Late-night television or the threat of being put behind bars will not do the trick. What the government needs to do is incentivise reproduction, just like Singapore does. The more children you produce, the more tax breaks and goodies you get. It will lead to a temporary population boom alright, but then our country cousins will get too bored and stop being productive altogether. Don’t laugh it off just yet.
The politics of incentives is doing the farmer in, as you must have read in The New Indian Express on Sunday. Labour is hard to come by, what with the subsidized rice scheme. Labour cost is shooting up because a farm hand gets Rs 100 under the National Rural Employment Guarantee scheme. With food and money assured at home, labourers are loath to do what they have been doing for ages. So, if you were to employ the same logic to baby boomers, voila! The whole problem is solved in a jiffy.

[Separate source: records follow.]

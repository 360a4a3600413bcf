//! Arithmetic operators
//!
//! Implements: add, sub, mul, div
//!
//! Operands must resolve to at most one value each; nil on either side gives
//! nil. Integer arithmetic is checked, and `div` on integers truncates toward
//! zero. Mixing an integer with a float promotes to float. `add` also joins
//! two strings.

use super::{assert_args, single};
use crate::context::Scope;
use crate::engine::Engine;
use crate::error::{EvalError, EvalResult, Expected};
use factq_term::{Scalar, Term, Value};

/// The arithmetic a term asks for
#[derive(Debug, Clone, Copy, PartialEq, Eq)]
pub enum ArithmeticOp {
    Add,
    Sub,
    Mul,
    Div,
}

impl ArithmeticOp {
    pub fn name(self) -> &'static str {
        match self {
            Self::Add => "add",
            Self::Sub => "sub",
            Self::Mul => "mul",
            Self::Div => "div",
        }
    }
}

/// Apply `op` to two scalars
pub fn apply(op: ArithmeticOp, left: &Scalar, right: &Scalar) -> EvalResult<Scalar> {
    if let (Scalar::Integer(a), Scalar::Integer(b)) = (left, right) {
        return integer_op(op, *a, *b);
    }
    if let (Some(a), Some(b)) = (left.as_float(), right.as_float()) {
        return float_op(op, a, b);
    }
    if let (ArithmeticOp::Add, Scalar::String(a), Scalar::String(b)) = (op, left, right) {
        return Ok(Scalar::String(format!("{}{}", a, b)));
    }
    let offender = if left.is_numeric() { right } else { left };
    Err(EvalError::type_mismatch("number", offender.type_name()))
}

fn integer_op(op: ArithmeticOp, a: i64, b: i64) -> EvalResult<Scalar> {
    let result = match op {
        ArithmeticOp::Add => a.checked_add(b),
        ArithmeticOp::Sub => a.checked_sub(b),
        ArithmeticOp::Mul => a.checked_mul(b),
        ArithmeticOp::Div => {
            if b == 0 {
                return Err(EvalError::DivisionByZero);
            }
            a.checked_div(b)
        }
    };
    result
        .map(Scalar::Integer)
        .ok_or_else(|| EvalError::overflow(op.name()))
}

fn float_op(op: ArithmeticOp, a: f64, b: f64) -> EvalResult<Scalar> {
    let result = match op {
        ArithmeticOp::Add => a + b,
        ArithmeticOp::Sub => a - b,
        ArithmeticOp::Mul => a * b,
        ArithmeticOp::Div => {
            if b == 0.0 {
                return Err(EvalError::DivisionByZero);
            }
            a / b
        }
    };
    Ok(Scalar::Float(result))
}

impl Engine {
    pub(crate) fn eval_arithmetic(&self, op: ArithmeticOp, term: &mut Term, cx: &mut Scope<'_>) -> EvalResult<Value> {
        assert_args(term, Expected::Exactly(2))?;
        let left = self.resolve(term, 0, cx)?;
        let right = self.resolve(term, 1, cx)?;
        let (Some(a), Some(b)) = (single(op.name(), &left)?, single(op.name(), &right)?) else {
            return Ok(Value::Nil);
        };
        Ok(Value::Scalar(apply(op, a, b)?))
    }
}
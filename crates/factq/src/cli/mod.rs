//! CLI functionality for the factq tool
//!
//! - `eval`: evaluate a term once or over a series of facts
//! - `rewrite`: simplify or reformat a term
//! - `output`: rendering results and messages

pub mod eval;
pub mod output;
pub mod rewrite;

use anyhow::{Context, Result};
use factq_eval::{EngineConfig, TraceLevel};
use std::fs;
use std::path::Path;

/// Engine configuration from an optional JSON file, then command-line overrides
pub fn load_config(
    path: Option<&Path>,
    max_depth: Option<usize>,
    trace_level: Option<TraceLevel>,
) -> Result<EngineConfig> {
    let mut config: EngineConfig = match path {
        Some(path) => {
            let content = fs::read_to_string(path)
                .with_context(|| format!("Failed to read config file: {}", path.display()))?;
            serde_json::from_str(&content)
                .with_context(|| format!("Failed to parse config file: {}", path.display()))?
        }
        None => EngineConfig::default(),
    };
    if let Some(max_depth) = max_depth {
        config.max_depth = max_depth;
    }
    if let Some(level) = trace_level {
        config.trace_level = level;
    }
    Ok(config)
}

/// Parse a `--trace-level` value: error, warn, info, debug or trace
pub fn parse_trace_level(value: &str) -> std::result::Result<TraceLevel, String> {
    serde_json::from_value(serde_json::Value::String(value.to_lowercase()))
        .map_err(|_| format!("unknown trace level '{}'", value))
}

/// Read a term given on the command line
pub fn read_term(source: &str) -> Result<factq_term::Term> {
    factq_reader::parse_term(source).with_context(|| format!("Failed to read term: {}", source))
}
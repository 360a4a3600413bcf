//! Stateful operator tests
//!
//! Tests for: prev, unique

use super::{boolean, int, term};
use factq_eval::{Engine, MemoryFact};
use factq_term::Value;
use pretty_assertions::assert_eq;

fn facts(field: &str, values: &[i64]) -> Vec<MemoryFact> {
    values
        .iter()
        .map(|v| MemoryFact::new().with(field, *v))
        .collect()
}

#[test]
fn test_prev_over_a_scan() {
    let engine = Engine::isolated();
    let mut prev = term("(prev a)");
    let results = engine.scan(&mut prev, &mut facts("a", &[10, 20, 30]), &[]).unwrap();
    assert_eq!(results, vec![Value::Nil, int(10), int(20)]);
}

#[test]
fn test_unique_over_a_scan() {
    let engine = Engine::isolated();
    let mut unique = term("(unique a)");
    let results = engine.scan(&mut unique, &mut facts("a", &[1, 1, 2]), &[]).unwrap();
    assert_eq!(results, vec![boolean(true), boolean(false), boolean(true)]);
}

#[test]
fn test_unique_nil_is_a_value() {
    let engine = Engine::isolated();
    let mut unique = term("(unique a)");
    let mut empty = vec![MemoryFact::new(), MemoryFact::new()];
    let results = engine.scan(&mut unique, &mut empty, &[]).unwrap();
    assert_eq!(results, vec![boolean(true), boolean(false)]);
}

#[test]
fn test_fresh_term_restarts_the_scan() {
    let engine = Engine::isolated();
    let mut unique = term("(unique a)");
    engine.scan(&mut unique, &mut facts("a", &[1, 2]), &[]).unwrap();

    let mut again = unique.fresh();
    let mut fact = MemoryFact::new().with("a", 1);
    assert_eq!(engine.evaluate(&mut again, &mut fact, &[]).unwrap(), boolean(true));
    assert_eq!(engine.evaluate(&mut unique, &mut fact, &[]).unwrap(), boolean(false));
}

#[test]
fn test_separate_instances_have_separate_state() {
    let engine = Engine::isolated();
    let mut first = term("(prev a)");
    let mut second = term("(prev a)");
    let mut fact = MemoryFact::new().with("a", 5);
    engine.evaluate(&mut first, &mut fact, &[]).unwrap();
    assert_eq!(engine.evaluate(&mut second, &mut fact, &[]).unwrap(), Value::Nil);
    assert_eq!(engine.evaluate(&mut first, &mut fact, &[]).unwrap(), int(5));
}

#[test]
fn test_nested_stateful_operand_keeps_state() {
    // The first fact has no previous value, and comparisons with nil are false
    let engine = Engine::isolated();
    let mut changed = term("(ne a (prev a))");
    let results = engine
        .scan(&mut changed, &mut facts("a", &[1, 1, 2]), &[])
        .unwrap();
    assert_eq!(results, vec![boolean(false), boolean(false), boolean(true)]);
}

Okay, let’s get a little serious now.
Azad’s and Perumal’s concern for India’s population is not misplaced, even though it may be 20 years late. The pressure on land, water and other resources is getting out of hand. And with the West breathing down our neck (“You Asians are eating too much. That is why there is a shortage of food in the world”) survival is going to be hard-fought. Already, there are reports of our groundwater being contaminated, among other things, with uranium. A lot of what we produce is meant for export (Virginia and organic tobacco along the Mysore-Coorg belt, for instance) and the cost of harvesting land is shooting through the roof.
Is it time then to do what China did in the late seventies-mid eighties? That is, aggressively implement the birth control programme through a carrot-and-stick policy. After all, some of us are trying to follow the Chinese in all that we do – be it in agriculture or low-cost technology.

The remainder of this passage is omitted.